Task to carry out:
On how many lines of these entries does the word "millis" occur? State the number alone.

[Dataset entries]
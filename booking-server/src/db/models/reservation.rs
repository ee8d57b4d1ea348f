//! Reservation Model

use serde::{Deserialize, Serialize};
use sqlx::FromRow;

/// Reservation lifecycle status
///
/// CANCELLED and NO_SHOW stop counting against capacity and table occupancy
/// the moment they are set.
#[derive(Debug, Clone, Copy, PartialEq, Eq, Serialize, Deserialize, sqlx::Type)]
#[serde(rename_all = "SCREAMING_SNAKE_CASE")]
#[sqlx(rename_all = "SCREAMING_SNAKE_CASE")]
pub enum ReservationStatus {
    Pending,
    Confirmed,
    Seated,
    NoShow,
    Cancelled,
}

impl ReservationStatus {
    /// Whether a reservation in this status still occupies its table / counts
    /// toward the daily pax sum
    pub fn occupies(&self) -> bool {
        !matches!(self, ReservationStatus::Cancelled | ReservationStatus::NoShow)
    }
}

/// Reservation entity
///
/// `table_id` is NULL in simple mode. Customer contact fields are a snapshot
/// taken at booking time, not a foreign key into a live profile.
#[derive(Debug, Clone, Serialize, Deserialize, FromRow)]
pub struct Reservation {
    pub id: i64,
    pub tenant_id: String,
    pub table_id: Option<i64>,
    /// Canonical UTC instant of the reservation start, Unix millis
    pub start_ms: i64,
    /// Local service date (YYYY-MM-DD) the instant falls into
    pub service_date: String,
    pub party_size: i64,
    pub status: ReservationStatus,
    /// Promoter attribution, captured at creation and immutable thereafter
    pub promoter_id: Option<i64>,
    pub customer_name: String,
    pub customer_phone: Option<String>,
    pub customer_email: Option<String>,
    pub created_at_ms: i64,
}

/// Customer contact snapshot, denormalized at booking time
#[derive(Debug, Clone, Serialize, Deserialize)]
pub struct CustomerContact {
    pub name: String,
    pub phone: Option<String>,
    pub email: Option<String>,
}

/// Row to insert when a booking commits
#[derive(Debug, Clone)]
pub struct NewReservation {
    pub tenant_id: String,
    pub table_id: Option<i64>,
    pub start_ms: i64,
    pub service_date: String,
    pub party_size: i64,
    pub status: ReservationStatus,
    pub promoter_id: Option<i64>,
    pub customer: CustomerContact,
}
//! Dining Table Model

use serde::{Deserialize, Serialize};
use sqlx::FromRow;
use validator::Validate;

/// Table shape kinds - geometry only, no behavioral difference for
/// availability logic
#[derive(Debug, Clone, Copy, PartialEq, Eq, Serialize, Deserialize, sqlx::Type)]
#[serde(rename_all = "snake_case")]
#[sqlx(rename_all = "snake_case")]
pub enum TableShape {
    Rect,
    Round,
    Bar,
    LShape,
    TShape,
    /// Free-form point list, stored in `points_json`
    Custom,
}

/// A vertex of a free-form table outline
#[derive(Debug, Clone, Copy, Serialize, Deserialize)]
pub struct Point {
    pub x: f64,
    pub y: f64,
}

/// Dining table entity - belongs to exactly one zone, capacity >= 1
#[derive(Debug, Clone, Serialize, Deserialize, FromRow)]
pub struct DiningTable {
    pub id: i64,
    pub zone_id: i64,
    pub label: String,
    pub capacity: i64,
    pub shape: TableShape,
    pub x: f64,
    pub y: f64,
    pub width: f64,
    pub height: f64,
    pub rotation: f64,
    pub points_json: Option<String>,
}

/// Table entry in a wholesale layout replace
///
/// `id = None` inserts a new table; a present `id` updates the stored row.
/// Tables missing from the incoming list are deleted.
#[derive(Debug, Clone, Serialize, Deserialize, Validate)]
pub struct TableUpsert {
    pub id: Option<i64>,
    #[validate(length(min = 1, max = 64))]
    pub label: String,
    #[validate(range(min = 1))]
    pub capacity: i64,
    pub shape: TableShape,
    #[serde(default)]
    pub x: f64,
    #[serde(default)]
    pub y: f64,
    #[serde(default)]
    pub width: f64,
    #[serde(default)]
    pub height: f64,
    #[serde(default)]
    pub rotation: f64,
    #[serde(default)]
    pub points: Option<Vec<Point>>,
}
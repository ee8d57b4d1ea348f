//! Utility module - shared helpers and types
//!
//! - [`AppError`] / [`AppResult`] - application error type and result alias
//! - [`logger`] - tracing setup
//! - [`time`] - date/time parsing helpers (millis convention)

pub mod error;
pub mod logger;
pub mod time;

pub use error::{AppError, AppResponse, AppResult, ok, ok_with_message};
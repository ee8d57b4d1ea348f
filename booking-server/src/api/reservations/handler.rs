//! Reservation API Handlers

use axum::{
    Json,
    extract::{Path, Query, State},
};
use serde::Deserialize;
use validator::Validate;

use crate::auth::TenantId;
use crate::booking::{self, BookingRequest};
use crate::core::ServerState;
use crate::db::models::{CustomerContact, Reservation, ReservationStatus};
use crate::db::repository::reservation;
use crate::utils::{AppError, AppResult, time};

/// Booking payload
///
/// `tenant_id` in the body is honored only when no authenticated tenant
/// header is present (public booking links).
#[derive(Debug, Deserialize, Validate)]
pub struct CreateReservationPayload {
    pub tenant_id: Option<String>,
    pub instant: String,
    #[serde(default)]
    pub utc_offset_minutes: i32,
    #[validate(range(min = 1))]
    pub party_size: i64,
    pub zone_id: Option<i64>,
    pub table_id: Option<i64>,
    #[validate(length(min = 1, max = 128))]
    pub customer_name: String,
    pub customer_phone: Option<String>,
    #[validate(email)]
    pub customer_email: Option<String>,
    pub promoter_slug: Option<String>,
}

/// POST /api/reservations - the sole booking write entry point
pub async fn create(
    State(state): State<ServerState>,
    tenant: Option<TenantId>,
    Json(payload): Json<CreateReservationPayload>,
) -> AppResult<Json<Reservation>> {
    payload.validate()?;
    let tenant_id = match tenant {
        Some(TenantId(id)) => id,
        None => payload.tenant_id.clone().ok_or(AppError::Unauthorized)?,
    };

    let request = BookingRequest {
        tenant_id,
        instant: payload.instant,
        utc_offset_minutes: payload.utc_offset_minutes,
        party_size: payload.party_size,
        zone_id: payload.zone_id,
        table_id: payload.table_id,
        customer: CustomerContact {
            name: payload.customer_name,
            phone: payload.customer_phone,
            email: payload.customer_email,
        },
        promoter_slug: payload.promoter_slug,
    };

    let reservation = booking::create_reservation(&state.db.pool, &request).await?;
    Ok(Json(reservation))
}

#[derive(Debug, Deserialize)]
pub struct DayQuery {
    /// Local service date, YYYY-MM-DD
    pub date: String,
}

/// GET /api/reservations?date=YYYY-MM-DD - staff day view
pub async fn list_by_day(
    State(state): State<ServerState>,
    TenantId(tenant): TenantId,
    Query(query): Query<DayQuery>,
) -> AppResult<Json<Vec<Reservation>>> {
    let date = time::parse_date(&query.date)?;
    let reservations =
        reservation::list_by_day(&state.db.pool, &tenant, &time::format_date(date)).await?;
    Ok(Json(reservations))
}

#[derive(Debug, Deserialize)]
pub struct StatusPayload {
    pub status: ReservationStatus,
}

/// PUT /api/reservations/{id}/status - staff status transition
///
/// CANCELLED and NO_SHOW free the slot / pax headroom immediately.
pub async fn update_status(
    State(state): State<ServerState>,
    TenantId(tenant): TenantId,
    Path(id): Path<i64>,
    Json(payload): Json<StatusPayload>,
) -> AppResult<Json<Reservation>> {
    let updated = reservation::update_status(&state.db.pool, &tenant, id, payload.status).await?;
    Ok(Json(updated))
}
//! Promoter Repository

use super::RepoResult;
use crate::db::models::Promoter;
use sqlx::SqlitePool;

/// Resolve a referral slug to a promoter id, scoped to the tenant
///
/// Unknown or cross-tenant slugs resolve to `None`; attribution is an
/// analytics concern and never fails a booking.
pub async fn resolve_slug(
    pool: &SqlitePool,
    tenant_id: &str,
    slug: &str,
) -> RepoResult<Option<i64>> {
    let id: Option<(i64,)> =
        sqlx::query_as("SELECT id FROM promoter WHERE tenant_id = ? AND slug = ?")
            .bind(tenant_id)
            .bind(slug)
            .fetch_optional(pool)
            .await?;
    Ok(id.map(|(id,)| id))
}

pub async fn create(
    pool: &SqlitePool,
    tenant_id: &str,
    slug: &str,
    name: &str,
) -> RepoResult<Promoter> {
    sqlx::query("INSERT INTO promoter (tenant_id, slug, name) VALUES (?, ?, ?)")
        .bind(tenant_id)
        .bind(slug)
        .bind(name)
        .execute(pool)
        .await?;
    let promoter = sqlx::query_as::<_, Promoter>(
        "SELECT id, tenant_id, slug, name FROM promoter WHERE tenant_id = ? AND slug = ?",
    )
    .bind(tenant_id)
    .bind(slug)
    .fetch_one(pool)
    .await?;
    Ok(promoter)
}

Response to this exercise:
2